Techverse.Asia

Raksasa Teknologi Lakukan PHK Massal: Sebuah Momen untuk Refleksi

Ilustrasi terkena PHK/Freepik

Techverse.asia - Pada bulan Agustus, sekitar sembilan bulan setelah bergabung dengan Google sebagai software engineer di divisi Cloud, Tianyi Gao mulai mengkhawatirkan pekerjaannya. Karyawan Google yang berbasis di Austin, pemegang visa H1B yang berasal dari China, menerima "check in dukungan" sebagai bagian dari proses peninjauan kinerja perusahaan yang baru saja diubah, sebuah tanda bahwa pekerjaannya dapat terancam.

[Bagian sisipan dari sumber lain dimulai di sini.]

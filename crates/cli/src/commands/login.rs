// SPDX-License-Identifier: BUSL-1.1
// Copyright (c) 2026 Alfred Jean LLC

//! `forge login <provider>` — store an access token read from stdin.
//!
//! There is no browser-based OAuth flow here (out of scope — this crate
//! only consumes whatever credential the caller already has). The token is
//! read as a single line from stdin, which also makes `login` scriptable in
//! headless/CI use: `echo "$API_KEY" | forge login claude --headless`.

use std::io::BufRead;

use anyhow::{Context, Result};
use forge_core::TokenData;
use forge_gateway::TokenStore;

use super::{parse_provider_name, Ctx};

#[derive(clap::Args)]
pub struct LoginArgs {
    /// Provider to store a token for (claude, google, ollama)
    #[arg(value_parser = parse_provider_name)]
    pub provider: String,
}

pub async fn handle(args: LoginArgs, ctx: &Ctx) -> Result<()> {
    if !ctx.headless {
        eprint!("Paste access token for {}: ", args.provider);
    }

    let mut line = String::new();
    std::io::stdin()
        .lock()
        .read_line(&mut line)
        .context("failed to read token from stdin")?;
    let token = line.trim();
    if token.is_empty() {
        anyhow::bail!(super::CliError::Auth("no token provided on stdin".to_string()));
    }

    let home = super::home_dir()?;
    let store = TokenStore::open(&home).map_err(|e| anyhow::anyhow!(e))?;
    // No expiry is known for a pasted credential; treat it as never-expiring
    // until a 401 proves otherwise and the gateway's refresh path kicks in.
    store
        .save(&args.provider, &TokenData::new(token, u64::MAX))
        .map_err(|e| anyhow::anyhow!(e))?;

    println!("stored token for {}", args.provider);
    Ok(())
}
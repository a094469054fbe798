// SPDX-License-Identifier: BUSL-1.1
// Copyright (c) 2026 Alfred Jean LLC

//! TaskResult: the tagged union every Task returns.
//!
//! Represented as a plain enum, inspected by the runtime dispatcher and
//! never mutated, per the design notes — not inheritance, not per-variant
//! exceptions. `TransientError` is the one case modeled as an error instead
//! of a variant, because it crosses the Task/runtime boundary and must
//! unwind whatever subprocess or LLM call is in flight.

use std::collections::BTreeMap;
use std::time::Duration;

use serde_json::Value;
use thiserror::Error;

/// What a Task decided for its stage.
#[derive(Debug, Clone)]
pub enum TaskResult {
    /// Stage completes; DAG advances. `outputs` is written once, read-only after.
    Success { outputs: BTreeMap<String, Value> },
    /// Stage records a failure but the DAG still advances.
    FailedContinue {
        error: String,
        outputs: BTreeMap<String, Value>,
    },
    /// Control transfers to `target_ref`; its context is updated with
    /// `context_overrides` (last-writer-wins), preserving the jump counter.
    JumpTo {
        target_ref: String,
        context_overrides: BTreeMap<String, Value>,
    },
    /// The workflow halts. Resumable later.
    Terminal { error: String },
}

impl TaskResult {
    pub fn success() -> Self {
        TaskResult::Success {
            outputs: BTreeMap::new(),
        }
    }

    pub fn success_with(outputs: BTreeMap<String, Value>) -> Self {
        TaskResult::Success { outputs }
    }

    pub fn failed_continue(error: impl Into<String>) -> Self {
        TaskResult::FailedContinue {
            error: error.into(),
            outputs: BTreeMap::new(),
        }
    }

    pub fn jump_to(
        target_ref: impl Into<String>,
        context_overrides: BTreeMap<String, Value>,
    ) -> Self {
        TaskResult::JumpTo {
            target_ref: target_ref.into(),
            context_overrides,
        }
    }

    pub fn terminal(error: impl Into<String>) -> Self {
        TaskResult::Terminal {
            error: error.into(),
        }
    }
}

/// Raised (not returned) by a Task to signal the runtime should re-queue the
/// stage after a delay, without the Task itself tracking a retry counter.
#[derive(Debug, Error)]
#[error("transient task error, retry after {retry_after:?}: {message}")]
pub struct TransientError {
    pub retry_after: Duration,
    pub message: String,
}

impl TransientError {
    pub fn new(retry_after: Duration, message: impl Into<String>) -> Self {
        Self {
            retry_after,
            message: message.into(),
        }
    }
}

/// What a Task's `execute` returns: either a decided [`TaskResult`] or a
/// [`TransientError`] that unwinds to the runtime.
pub type TaskOutcome = Result<TaskResult, TransientError>;

#[cfg(test)]
#[path = "task_tests.rs"]
mod tests;
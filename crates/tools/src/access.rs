// SPDX-License-Identifier: BUSL-1.1
// Copyright (c) 2026 Alfred Jean LLC

//! File-level access control checked before any write/edit dispatch.
//!
//! Pure predicate functions over paths, grounded on the same attempt-guard
//! shape as `forge_core`'s action tracking: a testable check performed
//! before the side-effecting call, never a panic.

use std::path::{Path, PathBuf};

use crate::error::ToolError;

/// Default glob patterns treated as test files when `deny_test_patterns` is set.
const DEFAULT_TEST_PATTERNS: &[&str] = &[
    "**/test_*.py",
    "**/*_test.py",
    "**/tests/**",
    "**/*_tests.rs",
    "**/*.test.ts",
    "**/*.test.js",
    "**/*.spec.ts",
];

#[derive(Debug, Clone, Default)]
pub struct AccessControl {
    /// If set, writes/edits are confined to these paths (repair agents scoped
    /// to a parallel pipeline's owned files).
    pub owned_files: Option<Vec<PathBuf>>,
    /// Writes/edits to these paths are always rejected regardless of `owned_files`.
    pub denied_files: Vec<PathBuf>,
    /// When true, paths matching [`DEFAULT_TEST_PATTERNS`] are denied even if
    /// they are in `owned_files` (a repairer must not rewrite the tests it is
    /// being graded against).
    pub deny_test_patterns: bool,
}

impl AccessControl {
    pub fn new() -> Self {
        Self::default()
    }

    pub fn with_owned_files(mut self, files: Vec<PathBuf>) -> Self {
        self.owned_files = Some(files);
        self
    }

    pub fn with_denied_files(mut self, files: Vec<PathBuf>) -> Self {
        self.denied_files = files;
        self
    }

    pub fn with_deny_test_patterns(mut self, deny: bool) -> Self {
        self.deny_test_patterns = deny;
        self
    }

    /// Check whether `path` may be written or edited. Never panics; returns
    /// a structured [`ToolError::AccessDenied`] so the caller can render it
    /// back to the LLM.
    pub fn check_write(&self, path: &Path) -> Result<(), ToolError> {
        if self.deny_test_patterns && is_test_path(path) {
            return Err(ToolError::AccessDenied(format!(
                "{} matches a test file pattern and cannot be modified",
                path.display()
            )));
        }

        if self.denied_files.iter().any(|denied| paths_match(denied, path)) {
            return Err(ToolError::AccessDenied(format!(
                "{} is in the denied_files list",
                path.display()
            )));
        }

        if let Some(owned) = &self.owned_files {
            if !owned.iter().any(|o| paths_match(o, path)) {
                return Err(ToolError::AccessDenied(format!(
                    "{} is not in the owned_files list",
                    path.display()
                )));
            }
        }

        Ok(())
    }
}

fn paths_match(candidate: &Path, path: &Path) -> bool {
    candidate == path
}

fn is_test_path(path: &Path) -> bool {
    let as_str = path.to_string_lossy().replace('\\', "/");
    DEFAULT_TEST_PATTERNS.iter().any(|pattern| {
        glob::Pattern::new(pattern)
            .map(|p| p.matches(&as_str))
            .unwrap_or(false)
    })
}

#[cfg(test)]
#[path = "access_tests.rs"]
mod tests;
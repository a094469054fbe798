// SPDX-License-Identifier: BUSL-1.1
// Copyright (c) 2026 Alfred Jean LLC

use super::*;

#[tokio::test]
async fn write_then_read_message_roundtrips_over_a_duplex_pipe() {
    let (mut client, mut server) = tokio::io::duplex(4096);

    let req = Request::RunWorkflow { workflow_id: "wf-1".to_string() };
    let bytes = encode(&req).unwrap();
    write_message(&mut client, &bytes).await.unwrap();

    let read_back = read_message(&mut server).await.unwrap();
    let decoded: Request = decode(&read_back).unwrap();
    assert_eq!(req, decoded);
}

#[tokio::test]
async fn read_request_times_out_when_nothing_arrives() {
    let (_client, mut server) = tokio::io::duplex(4096);
    let result = read_request(&mut server, std::time::Duration::from_millis(20)).await;
    assert!(matches!(result, Err(ProtocolError::Timeout)));
}

#[test]
fn encode_rejects_a_message_over_the_size_cap() {
    #[derive(serde::Serialize)]
    struct Oversized {
        data: Vec<u8>,
    }
    let oversized = Oversized { data: vec![0u8; MAX_MESSAGE_SIZE + 1] };
    let err = encode(&oversized).unwrap_err();
    assert!(matches!(err, ProtocolError::MessageTooLarge { .. }));
}
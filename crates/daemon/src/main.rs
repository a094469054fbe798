// SPDX-License-Identifier: BUSL-1.1
// Copyright (c) 2026 Alfred Jean LLC

//! `forged` — per-project daemon.
//!
//! Background process that owns the UDS event broadcast socket and drives
//! due stage retries.
//!
//! Architecture:
//! - Listener Task: spawned task handling socket I/O (requests, and the
//!   promoted `Subscribe` broadcast feed)
//! - Retry Loop: main task ticking `forge_engine::workflow::process_due_retries`

// Allow panic!/unwrap/expect in test code
#![cfg_attr(test, allow(clippy::panic))]
#![cfg_attr(test, allow(clippy::unwrap_used))]
#![cfg_attr(test, allow(clippy::expect_used))]

mod error;
mod lifecycle;
mod listener;
mod protocol;

use std::path::PathBuf;
use std::sync::Arc;
use std::time::Duration;

use forge_engine::workflow::process_due_retries;
use tokio::signal::unix::{signal, SignalKind};
use tokio::sync::Notify;
use tracing::{error, info};

use crate::error::DaemonError;
use crate::lifecycle::{Config, StartupResult};
use crate::listener::{ListenCtx, Listener};

#[tokio::main]
async fn main() -> Result<(), Box<dyn std::error::Error>> {
    if let Some(arg) = std::env::args().nth(1) {
        match arg.as_str() {
            "--version" | "-V" | "-v" => {
                println!("forged {}", env!("CARGO_PKG_VERSION"));
                return Ok(());
            }
            "--help" | "-h" | "help" => {
                print_help();
                return Ok(());
            }
            _ => {}
        }
    }

    let project_root = std::env::args()
        .nth(1)
        .filter(|a| !a.starts_with('-'))
        .map(PathBuf::from)
        .unwrap_or(std::env::current_dir()?);

    let config = Config::load(&project_root);

    rotate_log_if_needed(&config.log_path);
    write_startup_marker(&config)?;
    let log_guard = setup_logging(&config)?;

    info!(project_root = %project_root.display(), "starting forged");

    let StartupResult { daemon, listener: unix_listener } = match lifecycle::startup(&config).await {
        Ok(r) => r,
        Err(DaemonError::LockFailed) => {
            eprintln!("forged is already running for {}", project_root.display());
            std::process::exit(1);
        }
        Err(e) => {
            write_startup_error(&config, &e);
            error!("failed to start daemon: {}", e);
            drop(log_guard);
            return Err(e.into());
        }
    };

    let shutdown_notify = Arc::new(Notify::new());
    let ctx = Arc::new(ListenCtx {
        services: daemon.services.clone(),
        start_time: daemon.start_time,
        shutdown: Arc::clone(&shutdown_notify),
    });
    tokio::spawn(Listener::new(unix_listener, ctx).run());

    let mut sigterm = signal(SignalKind::terminate())?;
    let mut sigint = signal(SignalKind::interrupt())?;
    let mut retry_tick = tokio::time::interval(retry_check_interval());

    info!(socket = %config.socket_path.display(), "daemon ready");
    println!("READY");

    loop {
        tokio::select! {
            _ = shutdown_notify.notified() => {
                info!("shutdown requested via command");
                break;
            }
            _ = sigterm.recv() => {
                info!("received SIGTERM, shutting down");
                break;
            }
            _ = sigint.recv() => {
                info!("received SIGINT, shutting down");
                break;
            }
            _ = retry_tick.tick() => {
                match process_due_retries(&daemon.services).await {
                    Ok(0) => {}
                    Ok(n) => info!(count = n, "processed due stage retries"),
                    Err(e) => error!(error = %e, "error processing due stage retries"),
                }
            }
        }
    }

    daemon.shutdown()?;
    info!("daemon stopped");
    Ok(())
}

fn print_help() {
    println!("forged {}", env!("CARGO_PKG_VERSION"));
    println!("Per-project background process for the workflow engine's event socket");
    println!();
    println!("USAGE:");
    println!("    forged [project_root]");
    println!();
    println!("forged is typically started by the `forge` CLI and should not be");
    println!("invoked directly. It listens on a Unix socket under <project_root>/.forge");
    println!("for workflow commands and broadcasts engine events to subscribers.");
    println!();
    println!("OPTIONS:");
    println!("    -h, --help       Print help information");
    println!("    -v, --version    Print version information");
}

/// Retry check interval, configurable via `FORGE_RETRY_CHECK_MS` (default: 1000ms).
fn retry_check_interval() -> Duration {
    std::env::var("FORGE_RETRY_CHECK_MS")
        .ok()
        .and_then(|v| v.parse().ok())
        .map(Duration::from_millis)
        .unwrap_or(Duration::from_secs(1))
}

/// Maximum log file size before rotation (10 MB).
const MAX_LOG_SIZE: u64 = 10 * 1024 * 1024;

/// Number of rotated log files to keep (daemon.log.1, .2, .3).
const MAX_ROTATED_LOGS: u32 = 3;

/// Rotate the daemon log file if it exceeds [`MAX_LOG_SIZE`].
///
/// Shifts `daemon.log` -> `daemon.log.1` -> `daemon.log.2` -> `daemon.log.3`,
/// deleting the oldest. Best-effort: rotation failures are silently ignored
/// so the daemon still starts.
fn rotate_log_if_needed(log_path: &std::path::Path) {
    let size = match std::fs::metadata(log_path) {
        Ok(m) => m.len(),
        Err(_) => return,
    };

    if size < MAX_LOG_SIZE {
        return;
    }

    let log_str = log_path.display().to_string();

    for i in (1..MAX_ROTATED_LOGS).rev() {
        let from = format!("{log_str}.{i}");
        let to = format!("{log_str}.{}", i + 1);
        let _ = std::fs::rename(&from, &to);
    }

    let _ = std::fs::rename(log_path, format!("{log_str}.1"));
}

/// Startup marker prefix written to the log before anything else. The CLI
/// uses this to find where the current startup attempt begins.
const STARTUP_MARKER_PREFIX: &str = "--- forged: starting (pid: ";

fn write_startup_marker(config: &Config) -> Result<(), DaemonError> {
    use std::io::Write;

    if let Some(parent) = config.log_path.parent() {
        std::fs::create_dir_all(parent)?;
    }

    let mut file = std::fs::OpenOptions::new()
        .create(true)
        .append(true)
        .open(&config.log_path)?;
    writeln!(file, "{}{}) ---\n", STARTUP_MARKER_PREFIX, std::process::id())?;

    Ok(())
}

/// Write a startup error synchronously to the log file, so it is visible to
/// the CLI even if the process exits quickly (tracing's non-blocking writer
/// may not flush in time).
fn write_startup_error(config: &Config, error: &DaemonError) {
    use std::io::Write;

    let Ok(mut file) = std::fs::OpenOptions::new().create(true).append(true).open(&config.log_path) else {
        return;
    };
    let _ = writeln!(file, "ERROR failed to start daemon: {}", error);
}

fn setup_logging(config: &Config) -> Result<tracing_appender::non_blocking::WorkerGuard, DaemonError> {
    use tracing_subscriber::{fmt, prelude::*, EnvFilter};

    if let Some(parent) = config.log_path.parent() {
        std::fs::create_dir_all(parent)?;
    }

    let log_dir = config.log_path.parent().unwrap_or(&config.forge_dir);
    let log_file_name = config
        .log_path
        .file_name()
        .unwrap_or_else(|| std::ffi::OsStr::new("daemon.log"));
    let file_appender = tracing_appender::rolling::never(log_dir, log_file_name);
    let (non_blocking, guard) = tracing_appender::non_blocking(file_appender);

    let filter = EnvFilter::try_from_default_env().unwrap_or_else(|_| EnvFilter::new("info"));

    tracing_subscriber::registry()
        .with(filter)
        .with(fmt::layer().with_writer(non_blocking))
        .init();

    Ok(guard)
}

#[cfg(test)]
#[path = "main_tests.rs"]
mod tests;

"Ketika saya mendapatkannya, saya sedikit takut. Aku ingin rencana cadangan," katanya kepada Forbes disadur Techverse.asia, Senin (9/1/2023). 

Rencananya dia akan bekerja pada bagian rekayasa perangkat lunak baru di Amazon, bekerja untuk divisi Whole Foods perusahaan. Dia melamar setelah perekrut menjangkau, mendapat tawaran dan menandatangani. Tapi tiga hari sebelum dia mulai dan setelah dia sudah mengundurkan diri dari Google,  Amazon membatalkan tawaran itu.

Baca Juga: CEO Amazon Andy Jassy Pastikan Akan Terjadi PHK, Belasan Ribu Karyawan Terdampak

Dia mencoba mencabut pengunduran dirinya, tetapi Google tidak mengizinkannya. Karena visanya, dia memiliki waktu 60 hari untuk mencari pekerjaan baru atau menghadapi deportasi.

"Saya khawatir tentang masa depan saya, jika saya bisa tinggal di sini," katanya.

Juru bicara Amazon, Brad Glasser mengonfirmasi bahwa perusahaan telah membatalkan tawaran pekerjaan, tetapi mengatakan itu hanya memengaruhi sejumlah kecil peran. "Saat kami melanjutkan tinjauan rencana operasi tahunan kami, dan mengingat kondisi ekonomi yang menantang, kami telah membuat keputusan sulit untuk menghilangkan beberapa peran dalam bisnis tertentu yang telah kami perpanjang penawarannya tetapi kandidatnya belum bergabung dengan perusahaan," katanya dalam sebuah pernyataan. 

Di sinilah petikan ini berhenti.